Writing is Rewriting
What is The End of the writing process? How long does it take to make a book? How many revisions can you expect?
Every writer likes different parts of the creative process. Some like outlining, some like drafting the manuscript, and some like editing. For me, the process doesn’t stop there because I also am the illustrator of my children’s books and graphic novels… so outside of writing and rewriting the text, I also illustrate and reillustrate the book.
The First Draft
You need to figure out if you’re a Pantser or a Plotter. There are, of course, benefits to both of these things.
Pantser - A person who writes by the seat of their pants. Throw caution to the wind and throw out the outline… you’ve got this! Trust your gut and just write!
Plotter - A person who outlines their book and plots everything that’s going to happen ahead of time. You like structure and there’s a method to your madness.
Plotser - A person who outlines their book, a little, then channels a little pantser to wing certain parts of it.
For some reason, there’s so much writing advice on the internet about these things. Probably because getting started is the hardest part for most people (did you know an estimated 81% of Americans want to write a book?), but for others, this is the fun part. Getting your ideas out of your head and onto paper can be pure escapism. For me, this is my favorite part.
Get that first draft out of your brain and into a tangible form for others to read. Congratulations, you have written your book…
Edits vs. Rewriting
First drafts usually suck. Thank goodness for that, because there’s only room to improve.
How does a book improve, you ask? Editing, of course. Then lots and lots of rewriting.
Rewriting can range from fixing typos and grammatically incorrect sentences, to scrapping what you’ve written entirely and reenvisioning it from stage 0 for a second time. Writing a book from scratch for a second time sucks. I’ve done that before. I’ve also written it from scratch a third, fourth, and fifth time.
Once you’ve written a book, you will endlessly rewrite it until it’s time to be published.
Rewriting is a gift
You get edits (from a peer reviewer, agent, or editor) and you take those edits and make your book stronger. We all have probably read a book we thought could’ve been stronger with more edits or more rounds of rewrites. Maybe you didn’t know it at the time, but you knew the depth was lacking, it was too long and rambled in places, or one of the characters wasn’t very fleshed out. These things can be fixed with revisions and rewriting. Good readers (agents, editors, etc) can get into your book, see your vision, and figure out where it is and isn’t hitting the mark. Then you and that person will continue forward editing and rewriting the book until it hits the mark.
My longest book-writing process, to date, is a book I have not sold yet (and thus will not name). It’s just not ready to be sold and I want it to be in a better place before I sell it. I started the book in 2009. Not to date myself, but my early drafts were those written by a young adult. They were juveniles and I had a lot of life to live to figure out this story exactly.
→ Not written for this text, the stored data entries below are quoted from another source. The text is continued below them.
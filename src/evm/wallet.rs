//! Local wallet provider over JSON-RPC
//!
//! Plays the part of the injected wallet: account authorization comes from the
//! configured signing key, and state-mutating calls are signed locally and sent
//! to the RPC endpoint.
//!
//! # Transaction Building
//!
//! Uses Alloy's `ProviderBuilder::with_recommended_fillers()` to automatically
//! populate transaction fields (nonce, gas_limit, max_fee_per_gas, max_priority_fee_per_gas).
//! Submission returns as soon as the node accepts the transaction; settlement is
//! observed later through the valuation events.

use std::sync::Arc;

use alloy::network::EthereumWallet;
use alloy::primitives::{Address, TxHash, U256};
use alloy::providers::{Provider, ProviderBuilder, RootProvider};
use alloy::signers::local::PrivateKeySigner;
use alloy::transports::http::{Client, Http};
use async_trait::async_trait;
use eyre::{Result, WrapErr};
use tracing::{debug, info};
use url::Url;

use crate::config::Config;
use crate::error::BridgeError;
use crate::evm::contracts::RealEstateValuation;
use crate::evm::watcher::{ValuationEventWatcher, WatcherConfig};
use crate::provider::{EventSubscription, ValuationContract, WalletProvider};
use crate::state::ValuationKind;

/// Wallet provider backed by an RPC endpoint and an optional local signing key
pub struct LocalWalletProvider {
    rpc_url: Url,
    expected_chain_id: Option<u64>,
    signer: Option<PrivateKeySigner>,
    watcher_config: WatcherConfig,
}

impl LocalWalletProvider {
    /// Look up the provider capability in `config`.
    ///
    /// Returns `Ok(None)` when no RPC endpoint is configured, which the bridge
    /// reports as an absent provider.
    pub fn detect(config: &Config) -> Result<Option<Self>> {
        let Some(rpc_url) = config.rpc_url.as_deref() else {
            return Ok(None);
        };

        let rpc_url: Url = rpc_url.parse().wrap_err("Invalid EVM_RPC_URL")?;
        let signer = match config.private_key.as_deref() {
            Some(key) => Some(
                key.parse::<PrivateKeySigner>()
                    .wrap_err("Invalid WALLET_PRIVATE_KEY")?,
            ),
            None => None,
        };

        info!(
            rpc_url = %rpc_url,
            signer = ?signer.as_ref().map(|s| s.address()),
            "Wallet provider detected"
        );

        Ok(Some(Self {
            rpc_url,
            expected_chain_id: config.chain_id,
            signer,
            watcher_config: WatcherConfig {
                poll_interval: config.poll_interval(),
                max_block_range: config.max_block_range,
            },
        }))
    }

    fn read_provider(&self) -> RootProvider<Http<Client>> {
        ProviderBuilder::new().on_http(self.rpc_url.clone())
    }
}

#[async_trait]
impl WalletProvider for LocalWalletProvider {
    async fn request_accounts(&self) -> Result<Vec<Address>, BridgeError> {
        let Some(signer) = self.signer.as_ref() else {
            return Err(BridgeError::AuthorizationDenied(
                "no signing key configured".to_string(),
            ));
        };

        let chain_id = self
            .read_provider()
            .get_chain_id()
            .await
            .map_err(|e| {
                BridgeError::AuthorizationDenied(format!("wallet provider unreachable: {}", e))
            })?;

        if let Some(expected) = self.expected_chain_id {
            if expected != chain_id {
                return Err(BridgeError::AuthorizationDenied(format!(
                    "connected to chain {}, expected {}",
                    chain_id, expected
                )));
            }
        }

        debug!(chain_id = chain_id, account = %signer.address(), "Account access granted");
        Ok(vec![signer.address()])
    }

    fn bind_contract(&self, address: Address) -> Arc<dyn ValuationContract> {
        Arc::new(EvmValuationContract {
            rpc_url: self.rpc_url.clone(),
            address,
            wallet: self.signer.clone().map(EthereumWallet::from),
            watcher: ValuationEventWatcher::new(
                self.read_provider(),
                address,
                self.watcher_config.clone(),
            ),
        })
    }
}

/// Valuation contract bound over JSON-RPC
pub struct EvmValuationContract {
    rpc_url: Url,
    address: Address,
    wallet: Option<EthereumWallet>,
    watcher: ValuationEventWatcher,
}

impl EvmValuationContract {
    fn wallet(&self) -> Result<EthereumWallet, BridgeError> {
        self.wallet
            .clone()
            .ok_or_else(|| BridgeError::SubmissionFailure("no signing key configured".to_string()))
    }
}

#[async_trait]
impl ValuationContract for EvmValuationContract {
    fn address(&self) -> Address {
        self.address
    }

    async fn request_smart_zip_value(
        &self,
        from: Address,
        zip_code: &str,
    ) -> Result<TxHash, BridgeError> {
        let provider = ProviderBuilder::new()
            .with_recommended_fillers()
            .wallet(self.wallet()?)
            .on_http(self.rpc_url.clone());
        let contract = RealEstateValuation::new(self.address, &provider);

        let pending_tx = contract
            .requestSmartZipValue(zip_code.to_string())
            .from(from)
            .send()
            .await
            .map_err(|e| BridgeError::SubmissionFailure(e.to_string()))?;

        let tx_hash = *pending_tx.tx_hash();
        info!(tx_hash = %tx_hash, zip_code = zip_code, "requestSmartZipValue sent");
        Ok(tx_hash)
    }

    async fn request_prospect_now_value(
        &self,
        from: Address,
        zip_code: &str,
    ) -> Result<TxHash, BridgeError> {
        let provider = ProviderBuilder::new()
            .with_recommended_fillers()
            .wallet(self.wallet()?)
            .on_http(self.rpc_url.clone());
        let contract = RealEstateValuation::new(self.address, &provider);

        let pending_tx = contract
            .requestProspectNowValue(zip_code.to_string())
            .from(from)
            .send()
            .await
            .map_err(|e| BridgeError::SubmissionFailure(e.to_string()))?;

        let tx_hash = *pending_tx.tx_hash();
        info!(tx_hash = %tx_hash, zip_code = zip_code, "requestProspectNowValue sent");
        Ok(tx_hash)
    }

    async fn withdraw_link(&self, from: Address) -> Result<TxHash, BridgeError> {
        let provider = ProviderBuilder::new()
            .with_recommended_fillers()
            .wallet(self.wallet()?)
            .on_http(self.rpc_url.clone());
        let contract = RealEstateValuation::new(self.address, &provider);

        let pending_tx = contract
            .withdrawLink()
            .from(from)
            .send()
            .await
            .map_err(|e| BridgeError::SubmissionFailure(e.to_string()))?;

        let tx_hash = *pending_tx.tx_hash();
        info!(tx_hash = %tx_hash, "withdrawLink sent");
        Ok(tx_hash)
    }

    async fn smart_zip_value(&self) -> Result<U256, BridgeError> {
        let provider = ProviderBuilder::new().on_http(self.rpc_url.clone());
        let contract = RealEstateValuation::new(self.address, &provider);

        let value = contract
            .smartZipValue()
            .call()
            .await
            .map_err(|e| BridgeError::QueryFailure(format!("smartZipValue: {}", e)))?;
        Ok(value._0)
    }

    async fn prospect_now_value(&self) -> Result<U256, BridgeError> {
        let provider = ProviderBuilder::new().on_http(self.rpc_url.clone());
        let contract = RealEstateValuation::new(self.address, &provider);

        let value = contract
            .prospectNowValue()
            .call()
            .await
            .map_err(|e| BridgeError::QueryFailure(format!("prospectNowValue: {}", e)))?;
        Ok(value._0)
    }

    async fn average_value(&self) -> Result<U256, BridgeError> {
        let provider = ProviderBuilder::new().on_http(self.rpc_url.clone());
        let contract = RealEstateValuation::new(self.address, &provider);

        let value = contract
            .averageValue()
            .call()
            .await
            .map_err(|e| BridgeError::QueryFailure(format!("averageValue: {}", e)))?;
        Ok(value._0)
    }

    async fn subscribe(&self, kind: ValuationKind) -> Result<EventSubscription, BridgeError> {
        self.watcher.subscribe(kind).await
    }
}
Could I have probably finished it and sold it? Maybe. I sold my first book six years later in 2015 and even at the time, I was still rewriting this book. Now in 2024, it’s been 15 years that I’ve been working on this book. I will sell it, I feel confident it’s getting close to ready. However, it’s still in revisions.
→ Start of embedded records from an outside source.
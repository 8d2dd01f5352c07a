// src/report.rs
//
// Human-readable text report for one experiment run. Thin printer over
// the core results; owns no statistics of its own.

use crate::config::Config;
use crate::cuped::CupedResult;
use crate::stats::SummaryStatistics;
use crate::types::Variant;
use crate::welch::WelchResult;

/// Everything the report needs, grouped so callers (CLI, tests) can
/// render without re-deriving anything.
#[derive(Debug, Clone)]
pub struct ReportInputs<'a> {
    pub cfg: &'a Config,
    pub raw_a: SummaryStatistics,
    pub raw_b: SummaryStatistics,
    pub welch: WelchResult,
    /// Present when CUPED is enabled in the config.
    pub cuped: Option<(CupedResult, CupedResult)>,
}

fn arm_line(label: &str, s: &SummaryStatistics) -> String {
    format!(
        "  {:<14} n={:<7} NIR/1k={:>10.3}  95% CI [{:>10.3}, {:>10.3}]",
        label, s.n, s.nir_per_1k, s.ci_lower, s.ci_upper
    )
}

/// Render the report as a single string (the CLI prints it; tests can
/// assert on it).
pub fn render(inputs: &ReportInputs<'_>) -> String {
    let cfg = inputs.cfg;
    let mut out = String::new();

    out.push_str(&format!(
        "promolift v{} | users={} seed={} bootstrap={} theta_policy={}\n",
        env!("CARGO_PKG_VERSION"),
        cfg.n_users,
        cfg.seed,
        cfg.bootstrap_replicates,
        cfg.theta_policy.as_str()
    ));
    out.push_str(&format!(
        "economics: take_rate={:.3} fee={:.2} courier={:.2} mov={:.2} friction={:.2}\n",
        cfg.take_rate,
        cfg.delivery_fee,
        cfg.courier_cost(),
        cfg.mov_value,
        cfg.mov_friction
    ));

    out.push_str("\nraw NIR per 1,000 exposures:\n");
    out.push_str(&arm_line(Variant::FreeDelivery.as_str(), &inputs.raw_a));
    out.push('\n');
    out.push_str(&arm_line(Variant::FiveOff.as_str(), &inputs.raw_b));
    out.push('\n');

    let w = &inputs.welch;
    out.push_str(&format!(
        "\nWelch t-test (five_off - free_delivery): t={:.4} df={:.1} p={:.6}\n",
        w.t_statistic, w.df, w.p_value
    ));

    if let Some((ca, cb)) = &inputs.cuped {
        out.push_str(&format!(
            "\nCUPED ({}) theta_a={:.5} theta_b={:.5}\n",
            ca.policy.as_str(),
            ca.theta,
            cb.theta
        ));
        out.push_str(&arm_line(Variant::FreeDelivery.as_str(), &ca.adjusted));
        out.push('\n');
        out.push_str(&arm_line(Variant::FiveOff.as_str(), &cb.adjusted));
        out.push('\n');
    }

    out
}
This is a screenshot (with some sensitive information removed) of all the folders for that book from 2016 to 2024. This doesn’t account for the files from 2009 to 2015. Almost all of which, I threw away. Keeping only the physical copies of outlines, drafts, and notes I took by hand. Each of these folders have between two to ten files. This is a lot of revisions for a book that has yet to meet an editor!
Sidequest To Agent Alley Or Editor Avenue
Once those early edited and rewritten drafts of the book are done, you will either use that manuscript to get an agent or sell the book to an editor.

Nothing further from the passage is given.